**Exercise brief:** Where does the word "compositor" show up in the data? Please find each such line and copy it.

(Collected data)

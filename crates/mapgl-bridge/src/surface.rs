//! Surface handles exchanged with the host compositor and the render
//! callback.

/// Vertical origin of the shared color texture. GL framebuffer contents
/// are bottom-up; the host compositor flips at composite time.
#[derive(Debug, Clone, Copy, PartialEq, Eq)]
pub enum VerticalOrigin {
    BottomLeft,
}

/// A lightweight reference to the shared color texture, displayable by
/// the host compositor.
///
/// A handle is issued once per render-target allocation and replaced,
/// never mutated, when the target is recreated. A handle referencing a
/// destroyed texture is a defect; the bridge recreates the target
/// before re-issuing.
#[derive(Debug, Clone, Copy, PartialEq, Eq)]
pub struct SurfaceHandle {
    /// GL color texture name.
    pub texture: u32,
    /// Width in pixels.
    pub width: u32,
    /// Height in pixels.
    pub height: u32,
    pub origin: VerticalOrigin,
}

/// Read-only view of the render target handed to the render callback.
///
/// The framebuffer is already bound and the viewport already set when
/// the callback runs; the handles are informational.
#[derive(Debug, Clone, Copy)]
pub struct TargetView {
    pub framebuffer: u32,
    pub color_texture: u32,
    pub width: i32,
    pub height: i32,
}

**Solved exercise:**
//! Surface handles exchanged with the host compositor and the render
/// are bottom-up; the host compositor flips at composite time.
/// the host compositor.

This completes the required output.